*** Block opens ***

impl StepStats {
    pub fn new(base: &Baseline, num_sites: usize) -> Self {
        Self {
            total: 0,
            total_fitness: 0.0,
            total_sqr_fitness: 0.0,
            dead: 0,
            neg: 0,
            neut: 0,
            pos: 0,
            size_neg: 0.0,
            size_pos: 0.0,
            peak_fitness: base.fitness,
            peak_genome: base.genome.clone(),
            site_count: vec![0; num_sites],
            task_knockout: 0,
            task_size_knockout: 0.0,
            task_total: 0,
            task_size_total: 0.0,
            task_target: 0,
            task_size_target: 0.0,
        }
    }

    /// Count one mutant at `site`.
    pub fn record(&mut self, base: &Baseline, site: usize, fitness: f64, genome: &Sequence) -> FitnessClass {
        self.total += 1;
        self.total_fitness += fitness;
        self.total_sqr_fitness += fitness * fitness;
        let class = base.classify(fitness);
        match class {
            FitnessClass::Dead => self.dead += 1,
            FitnessClass::Negative => {
                self.neg += 1;
                self.size_neg += fitness;
            }
            FitnessClass::Neutral => self.neut += 1,
            FitnessClass::Positive => {
                self.pos += 1;
                self.size_pos += fitness;
                if fitness > self.peak_fitness {
                    self.peak_fitness = fitness;
                    self.peak_genome = genome.clone();
                }
            }
        }
        if fitness >= base.neut_min {
            if let Some(count) = self.site_count.get_mut(site) {
                *count += 1;
            }
        }
        class
    }

    pub fn record_tasks(&mut self, change: TaskChange, fitness: f64) {
        if change.knockout {
            self.task_knockout += 1;
            self.task_size_knockout += fitness;
        }
        if change.gained {
            self.task_total += 1;
            self.task_size_total += fitness;
        }
        if change.target {
            self.task_target += 1;
            self.task_size_target += fitness;
        }
    }

    pub fn merge(&mut self, other: &StepStats) {
        self.total += other.total;
        self.total_fitness += other.total_fitness;
        self.total_sqr_fitness += other.total_sqr_fitness;
        self.dead += other.dead;
        self.neg += other.neg;
        self.neut += other.neut;
        self.pos += other.pos;
        self.size_neg += other.size_neg;
        self.size_pos += other.size_pos;
        if other.peak_fitness > self.peak_fitness {
            self.peak_fitness = other.peak_fitness;
            self.peak_genome = other.peak_genome.clone();
        }
        if self.site_count.len() < other.site_count.len() {
            self.site_count.resize(other.site_count.len(), 0);
        }
        for (mine, theirs) in self.site_count.iter_mut().zip(&other.site_count) {
            *mine += theirs;
        }
        self.task_knockout += other.task_knockout;
        self.task_size_knockout += other.task_size_knockout;
        self.task_total += other.task_total;
        self.task_size_total += other.task_size_total;
        self.task_target += other.task_target;
        self.task_size_target += other.task_size_target;
    }

    pub fn prob_dead(&self) -> f64 {
        ratio(self.dead, self.total)
    }

    pub fn prob_neg(&self) -> f64 {
        ratio(self.neg, self.total)
    }

    pub fn prob_neut(&self) -> f64 {
        ratio(self.neut, self.total)
    }

    pub fn prob_pos(&self) -> f64 {
        ratio(self.pos, self.total)
    }

    pub fn average_fitness(&self) -> f64 {
        average(self.total_fitness, self.total)
    }

    pub fn average_sqr_fitness(&self) -> f64 {
        average(self.total_sqr_fitness, self.total)
    }

    pub fn average_size_neg(&self) -> f64 {
        average(self.size_neg, self.neg)
    }

    pub fn average_size_pos(&self) -> f64 {
        average(self.size_pos, self.pos)
    }

    pub fn prob_knockout(&self) -> f64 {
        ratio(self.task_knockout, self.total)
    }

    pub fn average_size_knockout(&self) -> f64 {
        average(self.task_size_knockout, self.task_knockout)
    }

    pub fn prob_task(&self) -> f64 {
        ratio(self.task_total, self.total)
    }

    pub fn average_size_task(&self) -> f64 {
        average(self.task_size_total, self.task_total)
    }

    pub fn prob_target(&self) -> f64 {
        ratio(self.task_target, self.total)
    }

    pub fn average_size_target(&self) -> f64 {
        average(self.task_size_target, self.task_target)
    }

    /// Sum over sites of log(legal states + 1) in units of the alphabet size.
    pub fn total_entropy(&self, num_sites: usize, alphabet: usize) -> f64 {
        total_entropy(&self.site_count[..num_sites.min(self.site_count.len())], alphabet)
    }
}

/// Entropy of a set of per-site legal-state counts.
pub fn total_entropy(site_count: &[u32], alphabet: usize) -> f64 {
    if alphabet < 2 {
        return 0.0;
    }
    let max_ent = (alphabet as f64).ln();
    site_count.iter().map(|&c| (c as f64 + 1.0).ln() / max_ent).sum()
}

pub fn complexity(genome_length: usize, entropy: f64) -> f64 {
    genome_length as f64 - entropy
}

pub(crate) fn ratio(count: u64, total: u64) -> f64 {
    if total == 0 {
        0.0
    } else {
        count as f64 / total as f64
    }
}

pub(crate) fn average(sum: f64, count: u64) -> f64 {
    if count == 0 {
        0.0
    } else {
        sum / count as f64
    }
}

/// Claim counter, completion counter and one result slot per site.
pub(crate) struct SiteJobs<T> {
    next: AtomicUsize,
    completed: AtomicUsize,
    slots: Vec<Mutex<Option<T>>>,
}

impl<T> SiteJobs<T> {
    pub fn new(num_sites: usize) -> Self {
        Self {
            next: AtomicUsize::new(0),
            completed: AtomicUsize::new(0),
            slots: (0..num_sites).map(|_| Mutex::new(None)).collect(),
        }
    }

    pub fn num_sites(&self) -> usize {
        self.slots.len()
    }

    /// Next unprocessed site, if any remain.
    pub fn claim(&self) -> Option<usize> {
        let site = self.next.fetch_add(1, Ordering::Relaxed);
        (site < self.slots.len()).then_some(site)
    }

    /// Store the result of `site`. True for the call completing the last site.
    pub fn complete(&self, site: usize, result: T) -> bool {
        *self.slots[site].lock() = Some(result);
        self.completed.fetch_add(1, Ordering::AcqRel) + 1 == self.slots.len()
    }

    pub fn completed(&self) -> usize {
        self.completed.load(Ordering::Acquire)
    }

    /// Take every stored result, in site order.
    pub fn drain(&self) -> Vec<T> {
        self.slots.iter().filter_map(|slot| slot.lock().take()).collect()
    }
}

/// Run `job` once for every site on a worker pool, then `finish` exactly
/// once with all results in site order, on the worker that finished last.
pub fn run_sites<T, J, F>(num_sites: usize, threads: usize, job: J, finish: F) -> Result<(), AnalysisError>
where
    T: Send,
    J: Fn(usize) -> T + Sync,
    F: Fn(Vec<T>) + Sync,
{
    if num_sites == 0 {
        finish(Vec::new());
        return Ok(());
    }
    let jobs = SiteJobs::new(num_sites);
    let work = || {
        (0..jobs.num_sites()).into_par_iter().for_each(|_| {
            if let Some(site) = jobs.claim() {
                let result = job(site);
                if jobs.complete(site, result) {
                    finish(jobs.drain());
                }
            }
        });
    };
    with_pool(threads, work)?;
    debug!(sites = jobs.completed(), "site jobs finished");
    Ok(())
}

/// Run `work` on a dedicated pool of `threads` workers, or on the global
/// pool when `threads` is 0.
pub fn with_pool<R, W>(threads: usize, work: W) -> Result<R, AnalysisError>
where
    R: Send,
    W: FnOnce() -> R + Send,
{
    if threads > 0 {
        Ok(rayon::ThreadPoolBuilder::new().num_threads(threads).build()?.install(work))
    } else {
        Ok(work())
    }
}

#[cfg(test)]
mod tests {
    use super::*;
    use crate::environment::LogicNine;
    use crate::sequence::Instruction;

    fn baseline(fitness: f64, tasks: Vec<u32>) -> Baseline {
        Baseline {
            genome: Sequence::from_insts(vec![Instruction(0); 4]),
            fitness,
            merit: 1.0,
            gestation_time: 10,
            tasks,
            target: Some(2),
            neut_min: fitness * 0.99,
            neut_max: fitness * 1.01,
        }
    }

    #[test]
    fn test_classification_thresholds() {
        let base = baseline(1.0, vec![0; 3]);
        assert_eq!(base.classify(0.0), FitnessClass::Dead);
        assert_eq!(base.classify(0.5), FitnessClass::Negative);
        assert_eq!(base.classify(0.99), FitnessClass::Neutral);
        assert_eq!(base.classify(1.01), FitnessClass::Neutral);
        assert_eq!(base.classify(1.5), FitnessClass::Positive);
    }

    #[test]
    fn test_record_and_merge() {
        let base = baseline(1.0, vec![0; 3]);
        let better = Sequence::from_insts(vec![Instruction(1); 4]);
        let mut a = StepStats::new(&base, 4);
        a.record(&base, 0, 0.0, &base.genome);
        a.record(&base, 0, 0.5, &base.genome);
        a.record(&base, 1, 1.0, &base.genome);
        let mut b = StepStats::new(&base, 4);
        b.record(&base, 2, 2.0, &better);
        a.merge(&b);

        assert_eq!((a.dead, a.neg, a.neut, a.pos, a.total), (1, 1, 1, 1, 4));
        assert_eq!(a.site_count, vec![0, 1, 1, 0]);
        assert_eq!(a.peak_fitness, 2.0);
        assert_eq!(a.peak_genome, better);
        assert!((a.average_fitness() - 0.875).abs() < 1e-12);
        assert_eq!(a.average_size_neg(), 0.5);
        assert_eq!(a.prob_dead(), 0.25);
    }

    #[test]
    fn test_empty_averages_are_zero() {
        let base = baseline(1.0, vec![0; 3]);
        let stats = StepStats::new(&base, 2);
        assert_eq!(stats.average_fitness(), 0.0);
        assert_eq!(stats.average_size_pos(), 0.0);
        assert_eq!(stats.prob_pos(), 0.0);
    }

    #[test]
    fn test_task_change() {
        let base = baseline(1.0, vec![1, 0, 0]);
        let change = base.task_change(&[0, 1, 1]);
        assert!(change.knockout && change.gained && change.target);
        assert_eq!(base.task_change(&[1, 0, 0]), TaskChange::default());

        let has_target = baseline(1.0, vec![0, 0, 1]);
        assert!(!has_target.task_change(&[0, 0, 2]).target);
    }

    #[test]
    fn test_entropy_of_constrained_genome() {
        let counts = vec![0u32; 12];
        let entropy = total_entropy(&counts, 26);
        assert_eq!(entropy, 0.0);
        assert_eq!(complexity(12, entropy), 12.0);

        // Every alternative legal: each site contributes one full unit.
        let entropy = total_entropy(&[25, 25], 26);
        assert!((entropy - 2.0).abs() < 1e-12);
        assert!(complexity(2, entropy).abs() < 1e-12);
    }

    #[test]
    fn test_target_resolution() {
        let env = LogicNine::new();
        let mut config = AnalysisConfig::default();
        assert_eq!(config.resolve_target(&env), Some(8));
        config.target_task = Some("nand".to_string());
        assert_eq!(config.resolve_target(&env), Some(1));
        config.target_task = Some("bogus".to_string());
        assert_eq!(config.resolve_target(&env), Some(8));
    }

    #[test]
    fn test_run_sites_finishes_once_in_order() {
        let finished = Mutex::new(Vec::new());
        let calls = AtomicUsize::new(0);
        run_sites(
            50,
            4,
            |site| site * 2,
            |results| {
                calls.fetch_add(1, Ordering::SeqCst);
                *finished.lock() = results;
            },
        )
        .unwrap();
        assert_eq!(calls.load(Ordering::SeqCst), 1);
        assert_eq!(*finished.lock(), (0..50).map(|s| s * 2).collect::<Vec<_>>());

        let empty = Mutex::new(None);
        run_sites(0, 0, |site| site, |results: Vec<usize>| *empty.lock() = Some(results.len())).unwrap();
        assert_eq!(*empty.lock(), Some(0));
    }

    #[test]
    fn test_validate() {
        let mut config = AnalysisConfig::default();
        assert!(config.validate().unwrap().is_empty());
        config.neutral_min = 1.2;
        assert!(config.validate().is_err());
    }
}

*** Block closes ***

WORK INSTRUCTIONS:
The response should hold exactly the lines starting at the line with "(site < self.slots.len()).then_some(site)" and ending at the line with "with_pool(threads, work)?;", and no other line of the material above.

RESULT:
        (site < self.slots.len()).then_some(site)
    }

    /// Store the result of `site`. True for the call completing the last site.
    pub fn complete(&self, site: usize, result: T) -> bool {
        *self.slots[site].lock() = Some(result);
        self.completed.fetch_add(1, Ordering::AcqRel) + 1 == self.slots.len()
    }

    pub fn completed(&self) -> usize {
        self.completed.load(Ordering::Acquire)
    }

    /// Take every stored result, in site order.
    pub fn drain(&self) -> Vec<T> {
        self.slots.iter().filter_map(|slot| slot.lock().take()).collect()
    }
}

/// Run `job` once for every site on a worker pool, then `finish` exactly
/// once with all results in site order, on the worker that finished last.
pub fn run_sites<T, J, F>(num_sites: usize, threads: usize, job: J, finish: F) -> Result<(), AnalysisError>
where
    T: Send,
    J: Fn(usize) -> T + Sync,
    F: Fn(Vec<T>) + Sync,
{
    if num_sites == 0 {
        finish(Vec::new());
        return Ok(());
    }
    let jobs = SiteJobs::new(num_sites);
    let work = || {
        (0..jobs.num_sites()).into_par_iter().for_each(|_| {
            if let Some(site) = jobs.claim() {
                let result = job(site);
                if jobs.complete(site, result) {
                    finish(jobs.drain());
                }
            }
        });
    };
    with_pool(threads, work)?;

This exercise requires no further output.